Naringenin

Potential biological effects

Naringenin has been shown to have an inhibitory effect on the human cytochrome P450 isoform CYP1A2, which can change pharmacokinetics in a human (or orthologous) host of several popular drugs in an adverse manner, even resulting in carcinogens of otherwise harmless substances. The National Research Institute of Chinese Medicine in Taiwan conducted experiments on the effects of the grapefruit flavanones naringin and naringenin on CYP450 enzyme expression. Naringenin proved to be a potent inhibitor of the benzo(a)pyrene metabolizing enzyme benzo(a)pyrene hydroxylase (AHH) in experiments in mice.

Naringenin has also been shown to reduce oxidative damage to DNA in vitro and in animal studies.

Naringenin has also been shown to reduce hepatitis C virus production by infected hepatocytes (liver cells) in cell culture. This seems to be secondary to naringenin's ability to inhibit the secretion of very-low-density lipoprotein by the cells. The antiviral effects of naringenin are currently under clinical investigation.

Naringenin seems to protect LDLR-deficient mice from the obesity effects of a high-fat diet.

Naringenin lowers the plasma and hepatic cholesterol concentrations by suppressing HMG-CoA reductase and ACAT in rats fed a high-cholesterol diet.

It also produces BDNF-dependent antidepressant-like effects in mice.

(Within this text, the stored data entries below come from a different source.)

//! Steering agent attached to task bots and the player.
//!
//! The agent lives `offset` away from the entity's [`MapPosition`]. Before a
//! steering step the agent is synced from the entity; after the step an
//! agent-controlled task bot copies it back.
//!
//! [`MapPosition`]: crate::components::mapposition::MapPosition

use bevy_ecs::prelude::Component;
use glam::Vec2;

use crate::geometry::{angle_of, heading};
use crate::steering::Behavior;
use crate::steering::solver::SteeringAgent;

#[derive(Component, Clone, Debug)]
pub struct Agent {
    pub position: Vec2,
    pub velocity: Vec2,
    pub rotation: f32,
    pub max_speed: f32,
    pub max_acceleration: f32,
    pub mass: f32,
    pub radius: f32,
    pub offset: Vec2,
    /// Goals currently steering the agent. `None` leaves it coasting.
    pub behavior: Option<Behavior>,
    /// Waypoints of the last computed path, for debug overlays.
    pub path_points: Vec<Vec2>,
}

impl Agent {
    pub fn new(radius: f32, offset: Vec2) -> Self {
        Self {
            position: Vec2::ZERO,
            velocity: Vec2::ZERO,
            rotation: 0.0,
            max_speed: 0.0,
            max_acceleration: 0.0,
            mass: 1.0,
            radius,
            offset,
            behavior: None,
            path_points: Vec::new(),
        }
    }

    pub fn with_limits(mut self, max_speed: f32, max_acceleration: f32, mass: f32) -> Self {
        self.max_speed = max_speed;
        self.max_acceleration = max_acceleration;
        self.mass = mass;
        self
    }

    pub fn speed(&self) -> f32 {
        self.velocity.length()
    }

    /// Unit heading: the velocity direction when moving, the rotation
    /// otherwise.
    pub fn forward(&self) -> Vec2 {
        self.velocity.try_normalize().unwrap_or_else(|| heading(self.rotation))
    }

    pub fn distance_to(&self, point: Vec2) -> f32 {
        self.position.distance(point)
    }

    pub fn sync_from_node(&mut self, node_position: Vec2, node_rotation: f32) {
        self.position = node_position + self.offset;
        self.rotation = node_rotation;
    }

    pub fn node_position(&self) -> Vec2 {
        self.position - self.offset
    }

    pub fn steering_agent(&self) -> SteeringAgent {
        SteeringAgent {
            position: self.position,
            velocity: self.velocity,
            rotation: self.rotation,
            max_speed: self.max_speed,
            radius: self.radius,
        }
    }

    /// Integrate one step from a steering force.
    pub fn integrate(&mut self, force: Vec2, dt: f32) {
        let mass = if self.mass > 0.0 { self.mass } else { 1.0 };
        let acceleration = (force * self.max_acceleration / mass).clamp_length_max(self.max_acceleration);
        self.velocity = (self.velocity + acceleration * dt).clamp_length_max(self.max_speed);
        self.position += self.velocity * dt;
        if self.velocity.length_squared() > 0.0 {
            self.rotation = angle_of(self.velocity);
        }
    }
}

#[cfg(test)]
mod tests {
    use super::*;

    #[test]
    fn integration_respects_speed_limit() {
        let mut agent = Agent::new(35.0, Vec2::new(0.0, -25.0)).with_limits(120.0, 300.0, 0.25);
        for _ in 0..120 {
            agent.integrate(Vec2::X, 1.0 / 60.0);
        }
        assert!(agent.speed() <= 120.0 + 1e-3);
        assert!(agent.position.x > 0.0);
        assert_eq!(agent.rotation, 0.0);
    }

    #[test]
    fn node_sync_applies_offset() {
        let mut agent = Agent::new(15.0, Vec2::new(0.0, -25.0));
        agent.sync_from_node(Vec2::new(10.0, 100.0), 1.0);
        assert_eq!(agent.position, Vec2::new(10.0, 75.0));
        assert_eq!(agent.node_position(), Vec2::new(10.0, 100.0));
    }
}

Like many other flavonoids, naringenin has been found to possess weak activity at the opioid receptors. It specifically acts as a non-selective antagonist of all three opioid receptors, albeit with weak affinity.

Metabolism

The enzyme naringenin 8-dimethylallyltransferase uses dimethylallyl diphosphate and (−)-(2S)-naringenin to produce diphosphate and 8-prenylnaringenin.

Biodegradation

Cunninghamella elegans, a fungal model organism of the mammalian metabolism, can be used to study the naringenin sulfation.